[Start of section]

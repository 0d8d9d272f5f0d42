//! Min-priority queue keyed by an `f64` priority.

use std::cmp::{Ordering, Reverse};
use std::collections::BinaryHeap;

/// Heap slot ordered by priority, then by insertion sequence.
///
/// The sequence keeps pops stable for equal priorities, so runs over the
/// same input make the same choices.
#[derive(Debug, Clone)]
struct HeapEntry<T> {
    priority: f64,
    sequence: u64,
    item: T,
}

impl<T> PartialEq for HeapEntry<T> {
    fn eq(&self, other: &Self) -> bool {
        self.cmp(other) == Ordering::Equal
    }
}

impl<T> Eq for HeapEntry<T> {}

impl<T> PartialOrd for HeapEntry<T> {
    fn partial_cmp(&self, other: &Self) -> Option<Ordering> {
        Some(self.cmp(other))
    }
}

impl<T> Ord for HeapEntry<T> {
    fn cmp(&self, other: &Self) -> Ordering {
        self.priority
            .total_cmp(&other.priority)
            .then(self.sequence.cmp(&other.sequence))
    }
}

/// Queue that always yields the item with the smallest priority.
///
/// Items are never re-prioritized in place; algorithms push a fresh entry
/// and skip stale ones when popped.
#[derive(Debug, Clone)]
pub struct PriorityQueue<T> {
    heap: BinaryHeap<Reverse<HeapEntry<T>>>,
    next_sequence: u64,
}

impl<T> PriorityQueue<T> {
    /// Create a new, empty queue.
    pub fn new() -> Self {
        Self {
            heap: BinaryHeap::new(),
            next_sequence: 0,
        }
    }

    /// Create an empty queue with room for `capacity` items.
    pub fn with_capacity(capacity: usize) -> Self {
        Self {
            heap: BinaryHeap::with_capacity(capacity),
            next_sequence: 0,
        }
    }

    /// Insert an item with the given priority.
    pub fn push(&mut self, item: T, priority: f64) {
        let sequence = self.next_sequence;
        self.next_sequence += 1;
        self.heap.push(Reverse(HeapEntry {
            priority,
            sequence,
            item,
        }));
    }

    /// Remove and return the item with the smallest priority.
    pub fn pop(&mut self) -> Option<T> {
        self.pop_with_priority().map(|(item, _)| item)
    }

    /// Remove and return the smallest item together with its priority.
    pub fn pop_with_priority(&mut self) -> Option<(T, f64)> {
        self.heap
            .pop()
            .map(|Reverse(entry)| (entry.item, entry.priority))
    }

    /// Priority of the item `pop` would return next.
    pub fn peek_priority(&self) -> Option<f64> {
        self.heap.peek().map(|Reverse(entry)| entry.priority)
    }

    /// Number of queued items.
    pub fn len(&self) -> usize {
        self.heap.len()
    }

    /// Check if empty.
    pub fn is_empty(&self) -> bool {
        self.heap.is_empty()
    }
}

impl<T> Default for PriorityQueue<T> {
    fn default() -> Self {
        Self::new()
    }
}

[End of section]
[Start of section]

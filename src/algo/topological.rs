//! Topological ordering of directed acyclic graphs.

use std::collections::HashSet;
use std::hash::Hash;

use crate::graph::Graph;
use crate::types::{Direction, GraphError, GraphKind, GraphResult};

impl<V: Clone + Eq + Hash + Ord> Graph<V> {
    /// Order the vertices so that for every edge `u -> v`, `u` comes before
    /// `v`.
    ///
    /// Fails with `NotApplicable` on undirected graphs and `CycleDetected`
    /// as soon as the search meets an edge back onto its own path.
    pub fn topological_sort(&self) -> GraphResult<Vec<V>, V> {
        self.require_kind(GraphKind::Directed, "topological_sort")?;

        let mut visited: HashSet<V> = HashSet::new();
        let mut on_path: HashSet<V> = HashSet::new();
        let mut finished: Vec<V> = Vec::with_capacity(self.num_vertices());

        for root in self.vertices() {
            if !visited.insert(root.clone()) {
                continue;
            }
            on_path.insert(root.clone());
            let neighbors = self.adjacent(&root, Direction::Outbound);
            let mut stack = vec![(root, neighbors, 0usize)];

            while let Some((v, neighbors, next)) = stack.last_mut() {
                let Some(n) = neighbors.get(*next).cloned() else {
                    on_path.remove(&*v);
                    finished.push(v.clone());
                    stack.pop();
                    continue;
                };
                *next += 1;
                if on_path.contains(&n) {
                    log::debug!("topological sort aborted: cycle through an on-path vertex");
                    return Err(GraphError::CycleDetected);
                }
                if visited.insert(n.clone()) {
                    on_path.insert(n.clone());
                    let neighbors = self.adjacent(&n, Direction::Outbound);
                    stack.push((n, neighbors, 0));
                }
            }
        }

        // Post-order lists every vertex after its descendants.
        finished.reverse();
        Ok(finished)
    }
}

[End of section]

§ What this task involves
Above are the entries. Quote exactly the lines from the one bearing "the given priority." through the one bearing "would return next.".

§ Answer below
    /// Insert an item with the given priority.
    pub fn push(&mut self, item: T, priority: f64) {
        let sequence = self.next_sequence;
        self.next_sequence += 1;
        self.heap.push(Reverse(HeapEntry {
            priority,
            sequence,
            item,
        }));
    }

    /// Remove and return the item with the smallest priority.
    pub fn pop(&mut self) -> Option<T> {
        self.pop_with_priority().map(|(item, _)| item)
    }

    /// Remove and return the smallest item together with its priority.
    pub fn pop_with_priority(&mut self) -> Option<(T, f64)> {
        self.heap
            .pop()
            .map(|Reverse(entry)| (entry.item, entry.priority))
    }

    /// Priority of the item `pop` would return next.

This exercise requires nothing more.